Data for this task
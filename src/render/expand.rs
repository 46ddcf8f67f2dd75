//! Explicit-type pass: amount envelopes become plain decimal strings.

use serde_json::{Map, Value};

use super::amount::Amount;
use super::MAX_DEPTH;
use crate::error::ExplorerError;

/// Replace every `{"type":"amount","value":V}` object with the decimal
/// string of `V`. Children are expanded before their parent is inspected.
pub fn expand_amounts(doc: &mut Value) -> Result<(), ExplorerError> {
    expand(doc, 0)
}

fn expand(node: &mut Value, depth: u32) -> Result<(), ExplorerError> {
    let depth = depth + 1;
    if depth > MAX_DEPTH {
        return Err(ExplorerError::RecursionLimit);
    }

    let replacement = match node {
        Value::Array(items) => {
            for item in items.iter_mut() {
                expand(item, depth)?;
            }
            None
        }
        Value::Object(map) => {
            for (_, child) in map.iter_mut() {
                expand(child, depth)?;
            }
            amount_text(map)
        }
        _ => None,
    };

    if let Some(text) = replacement {
        *node = Value::String(text);
    }
    Ok(())
}

fn amount_text(map: &Map<String, Value>) -> Option<String> {
    match (map.get("type"), map.get("value")) {
        (Some(Value::String(t)), Some(v)) if t == "amount" => Amount::read(v).map(|a| a.to_string()),
        _ => None,
    }
}

#[cfg(test)]
mod tests {
    use super::*;
    use serde_json::json;

    #[test]
    fn amount_envelope_is_flattened() {
        let mut doc = json!({
            "fee": {"type": "amount", "value": "123"},
            "height": 5,
            "label": "x"
        });
        expand_amounts(&mut doc).unwrap();
        assert_eq!(doc, json!({"fee": "123", "height": 5, "label": "x"}));
    }

    #[test]
    fn nested_in_arrays_and_signed() {
        let mut doc = json!([
            [{"type": "amount", "value": "-42"}, {"type": "amount", "value": 7}],
            {"type": "aid", "value": 3}
        ]);
        expand_amounts(&mut doc).unwrap();
        assert_eq!(doc, json!([["-42", "7"], {"type": "aid", "value": 3}]));
    }

    #[test]
    fn unreadable_amount_untouched() {
        let mut doc = json!({"type": "amount", "value": "abc"});
        expand_amounts(&mut doc).unwrap();
        assert_eq!(doc, json!({"type": "amount", "value": "abc"}));
    }

    #[test]
    fn depth_limit() {
        let mut ok = json!(1);
        for _ in 0..127 {
            ok = json!([ok]);
        }
        assert!(expand_amounts(&mut ok).is_ok());

        let mut deep = json!(1);
        for _ in 0..128 {
            deep = json!([deep]);
        }
        assert!(matches!(expand_amounts(&mut deep), Err(ExplorerError::RecursionLimit)));
    }
}
//! Security subsystem.
//!
//! # Data Flow
//! ```text
//! Accepted connection:
//!     → net::whitelist (static, accept-time)
//! Matched request:
//!     → access_control.rs (live-reloaded file, per request)
//!     → Pass to handler
//! ```
//!
//! # Design Decisions
//! - Loopback peers always pass the ACL
//! - The ACL only grows while the process runs

pub mod access_control;

pub use access_control::AccessControlList;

What the exercise asks
Find where "pass the ACL" occurs in the data, and please write out that line through the last line exactly, with nothing else.

Task output
//! - Loopback peers always pass the ACL
//! - The ACL only grows while the process runs

pub mod access_control;

pub use access_control::AccessControlList;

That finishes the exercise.